(Collected data)

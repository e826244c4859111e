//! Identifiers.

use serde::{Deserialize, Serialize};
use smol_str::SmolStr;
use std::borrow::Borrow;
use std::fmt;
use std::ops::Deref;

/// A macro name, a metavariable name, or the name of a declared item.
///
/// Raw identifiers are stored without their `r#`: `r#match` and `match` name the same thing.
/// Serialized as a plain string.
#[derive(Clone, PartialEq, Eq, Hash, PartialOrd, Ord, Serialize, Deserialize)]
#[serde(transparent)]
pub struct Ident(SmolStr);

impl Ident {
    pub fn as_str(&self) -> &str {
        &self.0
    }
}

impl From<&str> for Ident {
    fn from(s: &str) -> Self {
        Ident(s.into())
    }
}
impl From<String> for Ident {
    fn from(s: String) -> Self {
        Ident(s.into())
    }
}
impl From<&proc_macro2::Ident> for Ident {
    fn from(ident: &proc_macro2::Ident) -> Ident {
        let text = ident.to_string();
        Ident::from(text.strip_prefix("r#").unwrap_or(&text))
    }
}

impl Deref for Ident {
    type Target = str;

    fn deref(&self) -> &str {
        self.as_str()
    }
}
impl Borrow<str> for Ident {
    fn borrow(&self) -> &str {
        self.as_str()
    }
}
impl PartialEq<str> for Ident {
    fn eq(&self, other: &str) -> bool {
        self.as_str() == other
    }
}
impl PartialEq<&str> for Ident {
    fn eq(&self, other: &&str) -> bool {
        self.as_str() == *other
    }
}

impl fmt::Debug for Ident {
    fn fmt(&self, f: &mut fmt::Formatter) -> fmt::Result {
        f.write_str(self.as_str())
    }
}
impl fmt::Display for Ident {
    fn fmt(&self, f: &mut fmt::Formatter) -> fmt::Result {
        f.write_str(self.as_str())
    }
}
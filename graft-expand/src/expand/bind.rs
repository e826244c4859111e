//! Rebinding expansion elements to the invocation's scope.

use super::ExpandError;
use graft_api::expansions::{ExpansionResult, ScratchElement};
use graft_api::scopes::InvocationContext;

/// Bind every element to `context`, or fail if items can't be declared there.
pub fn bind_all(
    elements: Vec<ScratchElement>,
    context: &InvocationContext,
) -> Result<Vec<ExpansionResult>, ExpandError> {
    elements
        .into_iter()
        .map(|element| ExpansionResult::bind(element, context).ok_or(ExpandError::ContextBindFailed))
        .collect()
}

**EXERCISE DETAILS:** Please print out every entry again, exactly as it reads.

**SOLUTION FOR THIS EXERCISE:**
repository e826244c4859111e
//! Identifiers.

use serde::{Deserialize, Serialize};
use smol_str::SmolStr;
use std::borrow::Borrow;
use std::fmt;
use std::ops::Deref;

/// A macro name, a metavariable name, or the name of a declared item.
///
/// Raw identifiers are stored without their `r#`: `r#match` and `match` name the same thing.
/// Serialized as a plain string.
#[derive(Clone, PartialEq, Eq, Hash, PartialOrd, Ord, Serialize, Deserialize)]
#[serde(transparent)]
pub struct Ident(SmolStr);

impl Ident {
    pub fn as_str(&self) -> &str {
        &self.0
    }
}

impl From<&str> for Ident {
    fn from(s: &str) -> Self {
        Ident(s.into())
    }
}
impl From<String> for Ident {
    fn from(s: String) -> Self {
        Ident(s.into())
    }
}
impl From<&proc_macro2::Ident> for Ident {
    fn from(ident: &proc_macro2::Ident) -> Ident {
        let text = ident.to_string();
        Ident::from(text.strip_prefix("r#").unwrap_or(&text))
    }
}

impl Deref for Ident {
    type Target = str;

    fn deref(&self) -> &str {
        self.as_str()
    }
}
impl Borrow<str> for Ident {
    fn borrow(&self) -> &str {
        self.as_str()
    }
}
impl PartialEq<str> for Ident {
    fn eq(&self, other: &str) -> bool {
        self.as_str() == other
    }
}
impl PartialEq<&str> for Ident {
    fn eq(&self, other: &&str) -> bool {
        self.as_str() == *other
    }
}

impl fmt::Debug for Ident {
    fn fmt(&self, f: &mut fmt::Formatter) -> fmt::Result {
        f.write_str(self.as_str())
    }
}
impl fmt::Display for Ident {
    fn fmt(&self, f: &mut fmt::Formatter) -> fmt::Result {
        f.write_str(self.as_str())
    }
}
filename graft-expand/src/expand/bind.rs
repository e826244c4859111e
//! Rebinding expansion elements to the invocation's scope.

use super::ExpandError;
use graft_api::expansions::{ExpansionResult, ScratchElement};
use graft_api::scopes::InvocationContext;

/// Bind every element to `context`, or fail if items can't be declared there.
pub fn bind_all(
    elements: Vec<ScratchElement>,
    context: &InvocationContext,
) -> Result<Vec<ExpansionResult>, ExpandError> {
    elements
        .into_iter()
        .map(|element| ExpansionResult::bind(element, context).ok_or(ExpandError::ContextBindFailed))
        .collect()
}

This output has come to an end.